Friday, March 5, 2010

Hearst Story on Waxman Committee Dropping the Ball on WWE Investigation Is Unimportant – Just Take Dave Meltzer’s Word for It (3rd in a series)

PREVIOUSLY:

Introducing “WWE Responds to Hearst’s Story on the Abortive Waxman Committee Steroid Investigation” (1st in a series)

WWE Corporate Flack Is One of the Hardest Jobs in America (2nd in a series)


“The Hearst chain of newspapers in Connecticut promised a major story regarding steroids in wrestling and the Linda McMahon campaign on 2/28. The story isn’t going to have any effect,” proclaims Dave Meltzer in the new March 10 issue of the Wrestling Observer Newsletter.

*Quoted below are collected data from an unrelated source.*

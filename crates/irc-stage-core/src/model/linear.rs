//! Linear multiclass models.
//!
//! ```text
//! raw[c] = intercepts[c] + Σ_i weights[c][i] × x[i]
//! ```
//!
//! With two classes a single row gives the logit of class 1. When the
//! artifact marks the model `probabilistic` (logistic regression) the
//! probabilities are the softmax / sigmoid of the raw scores; otherwise
//! (an SVM-style decision function) the model has no probability capability.

use super::{Classifier, argmax, binary_scores, check_finite, check_width, sigmoid, softmax};
use crate::error::{InferenceError, LoadError};
use crate::record::FEATURE_COUNT;
use serde::{Deserialize, Serialize};

/// Serialized form of a linear model.
#[derive(Debug, Clone, PartialEq, Serialize, Deserialize)]
pub struct LinearSpec {
    pub n_classes: usize,
    /// One row of [`FEATURE_COUNT`] coefficients per class (one row when binary).
    pub weights: Vec<Vec<f64>>,
    pub intercepts: Vec<f64>,
    #[serde(default)]
    pub probabilistic: bool,
}

/// A validated linear classifier.
#[derive(Debug, Clone)]
pub struct LinearModel {
    n_classes: usize,
    weights: Vec<Vec<f64>>,
    intercepts: Vec<f64>,
    probabilistic: bool,
}

impl LinearModel {
    /// Validate a spec into a runnable model.
    pub fn from_spec(spec: LinearSpec) -> Result<Self, LoadError> {
        if spec.n_classes < 2 {
            return Err(LoadError::Invalid(format!(
                "linear model needs at least 2 classes, got {}",
                spec.n_classes
            )));
        }
        let rows = if spec.n_classes == 2 {
            1
        } else {
            spec.n_classes
        };
        if spec.weights.len() != rows || spec.intercepts.len() != rows {
            return Err(LoadError::Invalid(format!(
                "expected {rows} weight rows and intercepts, got {} and {}",
                spec.weights.len(),
                spec.intercepts.len()
            )));
        }
        for (c, row) in spec.weights.iter().enumerate() {
            if row.len() != FEATURE_COUNT {
                return Err(LoadError::Invalid(format!(
                    "weight row {c} has {} coefficients, expected {FEATURE_COUNT}",
                    row.len()
                )));
            }
            if row.iter().any(|w| !w.is_finite()) {
                return Err(LoadError::Invalid(format!("weight row {c} is not finite")));
            }
        }
        if spec.intercepts.iter().any(|b| !b.is_finite()) {
            return Err(LoadError::Invalid("intercepts must be finite".to_string()));
        }

        Ok(Self {
            n_classes: spec.n_classes,
            weights: spec.weights,
            intercepts: spec.intercepts,
            probabilistic: spec.probabilistic,
        })
    }

    fn decision_function(&self, x: &[f64]) -> Result<Vec<f64>, InferenceError> {
        check_width(x, FEATURE_COUNT)?;
        let raw: Vec<f64> = self
            .weights
            .iter()
            .zip(&self.intercepts)
            .map(|(row, b)| b + row.iter().zip(x).map(|(w, xi)| w * xi).sum::<f64>())
            .collect();
        check_finite(&raw)?;
        Ok(raw)
    }
}

impl Classifier for LinearModel {
    fn kind(&self) -> &'static str {
        "linear"
    }

    fn n_features(&self) -> usize {
        FEATURE_COUNT
    }

    fn n_classes(&self) -> usize {
        self.n_classes
    }

    fn predict(&self, features: &[f64]) -> Result<usize, InferenceError> {
        let raw = self.decision_function(features)?;
        if self.n_classes == 2 {
            Ok(argmax(&binary_scores(raw[0])))
        } else {
            Ok(argmax(&raw))
        }
    }

    fn supports_probability(&self) -> bool {
        self.probabilistic
    }

    fn predict_proba(&self, features: &[f64]) -> Result<Vec<f64>, InferenceError> {
        if !self.probabilistic {
            return Err(InferenceError::ProbabilityUnsupported);
        }
        let raw = self.decision_function(features)?;
        if self.n_classes == 2 {
            let p = sigmoid(raw[0]);
            Ok(vec![1.0 - p, p])
        } else {
            Ok(softmax(&raw))
        }
    }
}

#[cfg(test)]
mod tests {
    #![allow(clippy::unwrap_used)]

    use super::*;

    fn unit_row(index: usize, weight: f64) -> Vec<f64> {
        let mut row = vec![0.0; FEATURE_COUNT];
        row[index] = weight;
        row
    }

    fn three_class(probabilistic: bool) -> LinearSpec {
        LinearSpec {
            n_classes: 3,
            weights: vec![unit_row(2, 1.0), unit_row(1, 1.0), unit_row(0, 1.0)],
            intercepts: vec![0.0, 0.0, 0.0],
            probabilistic,
        }
    }

    #[test]
    fn picks_largest_score() {
        let model = LinearModel::from_spec(three_class(true)).unwrap();
        let mut x = [0.0; FEATURE_COUNT];
        x[1] = 5.0;
        assert_eq!(model.predict(&x).unwrap(), 1);
        x[0] = 9.0;
        assert_eq!(model.predict(&x).unwrap(), 2);
    }

    #[test]
    fn decision_function_model_has_no_probabilities() {
        let model = LinearModel::from_spec(three_class(false)).unwrap();
        assert!(!model.supports_probability());
        assert_eq!(
            model.predict_proba(&[0.0; FEATURE_COUNT]),
            Err(InferenceError::ProbabilityUnsupported)
        );
    }

    #[test]
    fn binary_logistic() {
        let spec = LinearSpec {
            n_classes: 2,
            weights: vec![unit_row(6, 0.1)],
            intercepts: vec![-5.0],
            probabilistic: true,
        };
        let model = LinearModel::from_spec(spec).unwrap();
        let mut x = [0.0; FEATURE_COUNT];
        x[6] = 30.0;
        assert_eq!(model.predict(&x).unwrap(), 0);
        x[6] = 80.0;
        assert_eq!(model.predict(&x).unwrap(), 1);
        let probs = model.predict_proba(&x).unwrap();
        assert!(probs[1] > 0.9);
    }

    #[test]
    fn rejects_short_row() {
        let mut spec = three_class(true);
        spec.weights[1].pop();
        assert!(LinearModel::from_spec(spec).is_err());
    }

    #[test]
    fn overflow_is_reported() {
        let spec = LinearSpec {
            n_classes: 3,
            weights: vec![unit_row(0, f64::MAX), unit_row(0, 1.0), unit_row(0, 1.0)],
            intercepts: vec![0.0, 0.0, 0.0],
            probabilistic: true,
        };
        let model = LinearModel::from_spec(spec).unwrap();
        let mut x = [0.0; FEATURE_COUNT];
        x[0] = 10.0;
        assert_eq!(
            model.predict(&x),
            Err(InferenceError::NonFiniteScore { class: 0 })
        );
    }
}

Meltzer’s point – and I think he thinks he has one – is that there is no purpose served in reporting that a government investigation started and stopped, without a clear resolution.

Meltzer also presumes to tell Hearst what the parameters of its own story should have been. There is nothing, it seems, nothing, unless reporter Brian Lockhart committed himself to analyzing, chapter and verse, each and every one of the preliminary findings of Henry Waxman. (In January 2009, 13 months after conducting closed-door staff interviews with Vince and Linda McMahon and other WWE officials, the outgoing chairman of the House Committee on Oversight and Government Reform punted a thousand pages of transcripts and background documents to the White House Office on Drug Control Policy – thereupon to be stuffed inside a drawer and forgotten.)

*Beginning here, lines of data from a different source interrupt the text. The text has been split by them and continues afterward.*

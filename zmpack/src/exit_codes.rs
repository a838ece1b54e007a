//! Exit codes for the zmpack CLI.

/// The command completed; for `pack`, the archive was written.
pub const OK: i32 = 0;
/// Any failure: missing or invalid config, failed action, archive error.
pub const FAILED: i32 = 1;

Uh, I don’t think I agree with you on this one, Dave.

Lest I be accused of quoting Meltzer out of context, here is his complete account in the Observer:

The Hearst chain of newspapers in Connecticut promised a major story regarding steroids in wrestling and the Linda McMahon campaign on 2/28. The story isn’t going to have any effect. It never even addressed really any facts of the situation that would be potentially hard for McMahon to answer, never mentioning the time line of starting and stopping testing, any conclusions the Henry Waxman committee made regarding the program, nor the preponderance of young deaths of wrestlers. Instead, it was just about how if the government had investigated WWE that Linda’s campaign would be worse off for it. Well, duh. The story noted that the Office of National Drug Control Policy, which Waxman wrote to regarding continuing an investigation, has done nothing. Waxman’s office told the papers he no longer considers the subject his responsibility, even though the Energy and Commerce Committee, which he chairs, has looked at the subject of steroids. It noted that once Henry Waxman sent a letter early last year to the Office of National Drug Control Policy urging an investigation on steroid use in wrestling, since his own term as chairman of the Committee on Oversight and Government Reform was ending. A spokesperson for Tom Davis, the top ranking Republican on the Committee on Oversight and Government Reform, said, “The focus on the steroid investigation left with Chairman Waxman when he went to Energy and Commerce.”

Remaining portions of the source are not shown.